If you’re a saxophonist interested in playing any type of blues based music including rock and roll and even jazz then you need to use the blues scale as your number one tool to make things sound right.
A little history
If you want to investigate back to the beginnings of the blues as it came about in America just start with W.C. Handy, who was a black composer active in the early 1900’s when the blues form began to get popularized in large part because of his instrumental compositions “Memphis Blues” (1912) and “St. Louis Blues” (1914). Of coarse the blues oral tradition can be traced back to the mid 1800’s.
The blues scale
Because our western music has it’s roots in European classical music the music theorists needed to notate the blues scale as it was naturally played and sung into an understandable notation which could be analyzed and played by western trained musicians.
The simplest way to explain it’s theory is this:
Simply take the traditional major scale; C D E F G A B C and flatten the 3rd, 5th, and 7th. Now it looks like this: C D Eb E F Gb G A Bb C.
(Please look at the example on my website for the full musical notation). Notice the E, G, and B have been flattened, they are the 3rd, 5th and 7th notes of the C major scale and flattening them makes the scale sound minor thus giving it the “blues” or sad sound as opposed to the “major” or happy sound.
For us sax players these flat notes are perfect to incorporate a “growl” sound to further emphasize that “bluesy” expression or make it a bit more nasty. Two other things to notice; the 3rd and 5th can be played as a flat or not but the 7th generally is only played as a flat and not the major 7th in this type of scale or musical genre. (for some audio examples please refer to the website version of this article).
So now our basic major scale of 8 notes is now a blues scale of 10 notes. There are other variations to this blues scale; the basic version for example is a 7 note scale: C Eb F F# G Bb C (the F# being the same as the Gb). Adding the D, E natural and A give us more musical possibilities and will not change the basic sound of the blues scale.
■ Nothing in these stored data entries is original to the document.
//! Strongly-typed value objects used by catalog entities.
//!
//! Domain structs carry these wrappers instead of raw primitives so that
//! identifiers, text values and numeric constraints are enforced at the
//! boundary. Feed data itself is never rejected because of them: the import
//! layer falls back to a best-effort value whenever a constructor fails.

use serde::{Deserialize, Serialize};
use std::fmt::{Display, Formatter};
use thiserror::Error;
use uuid::Uuid;
use validator::ValidateUrl;

/// Namespace for every identifier derived by this crate.
pub const FEEDS_NAMESPACE: Uuid = Uuid::from_u128(0x6f1c_2a4e_93b7_4d10_8e55_c0a1_f3d2_7b19);

/// Errors produced when attempting to construct constrained domain types.
#[derive(Debug, Error, Clone, PartialEq, Eq)]
pub enum TypeConstraintError {
    /// A numeric value required to be non-negative was negative or not finite.
    #[error("{0} must be zero or greater")]
    NegativeNumber(&'static str),
    /// A string was empty or whitespace-only after trimming.
    #[error("{0} cannot be empty")]
    EmptyString(&'static str),
    /// URL validation failed.
    #[error("{0} must be a valid URL")]
    InvalidUrl(&'static str),
    /// Catch-all for custom validation failures.
    #[error("invalid value: {0}")]
    InvalidValue(String),
}

fn trim_and_require_non_empty<S: Into<String>>(
    value: S,
    field: &'static str,
) -> Result<String, TypeConstraintError> {
    let trimmed = value.into().trim().to_string();
    if trimmed.is_empty() {
        Err(TypeConstraintError::EmptyString(field))
    } else {
        Ok(trimmed)
    }
}

/// Wrapper for non-empty, trimmed strings.
#[derive(Clone, Debug, Serialize, Deserialize, PartialEq, Eq, Hash, PartialOrd, Ord)]
#[serde(transparent)]
pub struct NonEmptyString(String);

impl NonEmptyString {
    /// Trims whitespace and rejects empty inputs.
    pub fn new<S: Into<String>>(value: S) -> Result<Self, TypeConstraintError> {
        Self::new_for_field(value, "value")
    }

    /// Same as [`Self::new`] but with field-specific error context.
    pub fn new_for_field<S: Into<String>>(
        value: S,
        field: &'static str,
    ) -> Result<Self, TypeConstraintError> {
        trim_and_require_non_empty(value, field).map(Self)
    }

    /// Borrow the inner string.
    pub fn as_str(&self) -> &str {
        &self.0
    }

    /// Consume the wrapper returning the owned string.
    pub fn into_inner(self) -> String {
        self.0
    }
}

impl Display for NonEmptyString {
    fn fmt(&self, f: &mut Formatter<'_>) -> std::fmt::Result {
        write!(f, "{}", self.0)
    }
}

impl AsRef<str> for NonEmptyString {
    fn as_ref(&self) -> &str {
        self.as_str()
    }
}

/// Macro to generate opaque string identifiers.
///
/// Identifiers accept any non-empty value so that records created by hosts
/// keep their own ids, while [`derive`](ProductId::derive) produces the UUID
/// form used for everything this crate generates.
macro_rules! id_newtype {
    ($name:ident, $doc:expr, $field:expr, $scope:expr) => {
        #[doc = $doc]
        #[derive(Clone, Debug, Serialize, Deserialize, PartialEq, Eq, Hash, PartialOrd, Ord)]
        #[serde(transparent)]
        pub struct $name(String);

        impl $name {
            /// Creates an identifier from a trimmed, non-empty value.
            pub fn new<S: Into<String>>(value: S) -> Result<Self, TypeConstraintError> {
                trim_and_require_non_empty(value, $field).map(Self)
            }

            /// Deterministically derives a UUID identifier from `key`.
            pub fn derive(key: &str) -> Self {
                let name = format!("{}:{key}", $scope);
                Self(Uuid::new_v5(&FEEDS_NAMESPACE, name.as_bytes()).to_string())
            }

            /// Whether the identifier is in the UUID identity scheme.
            pub fn is_uuid(&self) -> bool {
                Uuid::parse_str(&self.0).is_ok()
            }

            /// Borrow the identifier as a string slice.
            pub fn as_str(&self) -> &str {
                &self.0
            }

            /// Consume the wrapper and return the owned string.
            pub fn into_inner(self) -> String {
                self.0
            }
        }

        impl Display for $name {
            fn fmt(&self, f: &mut Formatter<'_>) -> std::fmt::Result {
                write!(f, "{}", self.0)
            }
        }

        impl AsRef<str> for $name {
            fn as_ref(&self) -> &str {
                self.as_str()
            }
        }

        impl TryFrom<&str> for $name {
            type Error = TypeConstraintError;

            fn try_from(value: &str) -> Result<Self, Self::Error> {
                Self::new(value)
            }
        }

        impl From<$name> for String {
            fn from(value: $name) -> Self {
                value.0
            }
        }

        impl PartialEq<&str> for $name {
            fn eq(&self, other: &&str) -> bool {
                self.as_str() == *other
            }
        }
    };
}

macro_rules! non_empty_string_newtype {
    ($name:ident, $doc:expr, $field:expr) => {
        #[doc = $doc]
        #[derive(Clone, Debug, Serialize, Deserialize, PartialEq, Eq, Hash, PartialOrd, Ord)]
        #[serde(transparent)]
        pub struct $name(String);

        impl $name {
            /// Constructs a trimmed, non-empty value.
            pub fn new<S: Into<String>>(value: S) -> Result<Self, TypeConstraintError> {
                let inner = NonEmptyString::new_for_field(value, $field)?;
                Ok(Self(inner.into_inner()))
            }

            /// Borrow the value as a string slice.
            pub fn as_str(&self) -> &str {
                &self.0
            }

            /// Consume the wrapper and return the owned string.
            pub fn into_inner(self) -> String {
                self.0
            }
        }

        impl Display for $name {
            fn fmt(&self, f: &mut Formatter<'_>) -> std::fmt::Result {
                write!(f, "{}", self.0)
            }
        }

        impl std::ops::Deref for $name {
            type Target = str;

            fn deref(&self) -> &Self::Target {
                self.as_str()
            }
        }

        impl AsRef<str> for $name {
            fn as_ref(&self) -> &str {
                self.as_str()
            }
        }

        impl TryFrom<&str> for $name {
            type Error = TypeConstraintError;

            fn try_from(value: &str) -> Result<Self, Self::Error> {
                Self::new(value)
            }
        }

        impl From<$name> for String {
            fn from(value: $name) -> Self {
                value.0
            }
        }

        impl PartialEq<&str> for $name {
            fn eq(&self, other: &&str) -> bool {
                self.as_str() == *other
            }
        }
    };
}

macro_rules! url_string_newtype {
    ($name:ident, $doc:expr, $field:expr) => {
        #[doc = $doc]
        #[derive(Clone, Debug, Serialize, Deserialize, PartialEq, Eq, Hash, PartialOrd, Ord)]
        #[serde(transparent)]
        pub struct $name(String);

        impl $name {
            /// Constructs a trimmed URL and validates its format.
            pub fn new<S: Into<String>>(value: S) -> Result<Self, TypeConstraintError> {
                let trimmed = trim_and_require_non_empty(value, $field)?;
                if !trimmed.as_str().validate_url() {
                    return Err(TypeConstraintError::InvalidUrl($field));
                }
                Ok(Self(trimmed))
            }

            /// Borrow the URL as a string slice.
            pub fn as_str(&self) -> &str {
                &self.0
            }
        }

        impl Display for $name {
            fn fmt(&self, f: &mut Formatter<'_>) -> std::fmt::Result {
                write!(f, "{}", self.0)
            }
        }
    };
}

macro_rules! non_negative_f64_newtype {
    ($name:ident, $doc:expr, $field:expr) => {
        #[doc = $doc]
        #[derive(Clone, Copy, Debug, Default, Serialize, Deserialize, PartialEq, PartialOrd)]
        #[serde(transparent)]
        pub struct $name(f64);

        impl $name {
            /// Constructs a finite numeric value that is zero or greater.
            pub fn new(value: f64) -> Result<Self, TypeConstraintError> {
                if value.is_finite() && value >= 0.0 {
                    Ok(Self(value))
                } else {
                    Err(TypeConstraintError::NegativeNumber($field))
                }
            }

            /// Returns the raw `f64` value.
            pub const fn get(self) -> f64 {
                self.0
            }
        }

        impl Display for $name {
            fn fmt(&self, f: &mut Formatter<'_>) -> std::fmt::Result {
                write!(f, "{}", self.0)
            }
        }

        impl TryFrom<f64> for $name {
            type Error = TypeConstraintError;

            fn try_from(value: f64) -> Result<Self, Self::Error> {
                Self::new(value)
            }
        }

        impl From<$name> for f64 {
            fn from(value: $name) -> Self {
                value.0
            }
        }

        impl PartialEq<f64> for $name {
            fn eq(&self, other: &f64) -> bool {
                self.0 == *other
            }
        }
    };
}

id_newtype!(
    CatalogId,
    "Identifier of one imported catalog.",
    "catalog id",
    "catalog"
);
id_newtype!(
    ProductId,
    "Internal product identifier, stable across re-imports of the same offer.",
    "product id",
    "product"
);
id_newtype!(
    CategoryId,
    "Internal category identifier.",
    "category id",
    "category"
);
id_newtype!(
    AttributeId,
    "Identifier of a single product attribute.",
    "attribute id",
    "attribute"
);

non_empty_string_newtype!(
    ExternalId,
    "Identifier as declared by the source document, unique within one import.",
    "external id"
);
non_empty_string_newtype!(
    CategoryName,
    "Category name enforcing non-empty values.",
    "category"
);
non_empty_string_newtype!(
    CurrencyCode,
    "Currency code such as `RUB` or `USD`.",
    "currency"
);

url_string_newtype!(ShopUrl, "Canonical URL of the shop's own site.", "shop url");

non_negative_f64_newtype!(
    ProductPrice,
    "Non-negative price value in standard currency units.",
    "price"
);

impl CurrencyCode {
    /// Upper-cases and trims a currency code.
    pub fn normalized<S: AsRef<str>>(value: S) -> Result<Self, TypeConstraintError> {
        Self::new(value.as_ref().trim().to_uppercase())
    }
}

/// Russian rouble, the currency feeds are priced in unless they say otherwise.
impl Default for CurrencyCode {
    fn default() -> Self {
        Self("RUB".to_string())
    }
}

impl ExternalId {
    /// Positional identifier for offers that declare nothing usable.
    pub fn positional(position: usize) -> Self {
        Self(format!("offer-{position}"))
    }
}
Even adding a flat 9th ( D flat) was a favorite thing Charlie Parker did a lot and is a good way to jazz up your phrases.
The blues progression
Of coarse this is all just words and notes and theory. You have to apply it and in any blues music this is done over a musical progression that’s 12 measures in length, thus the term “12 bar blues”.
We’re in the key of C so the first 4 bars will be the C chord. The 5th and 6th bars change to the 4 chord which is F (4th note in the C scale).
The 7th and 8th bars change back to the 1 chord (C). The 9th and 10th bars change to the 5 chord, which is G. The 11th and 12th bars change back to the 1 chord (C). There are variations in this 12 bar pattern and can be seen on the website version of this article.
When starting out you can get away with just playing the same C blues scale over the entire progression but try to emphasize 1 or 2 of the notes in the F and G chord to make things a little more interesting. For example, over the F chord play an F or an A note to emphasize the harmonic color of the chord a little more.
The blues mean different things to many people ranging from musical styles to a way of life or philosophy. The blues do have musical influences from Europe and Africa but it is truly an American musical form and tradition fully rooted in the black experience of the post-war southern United States.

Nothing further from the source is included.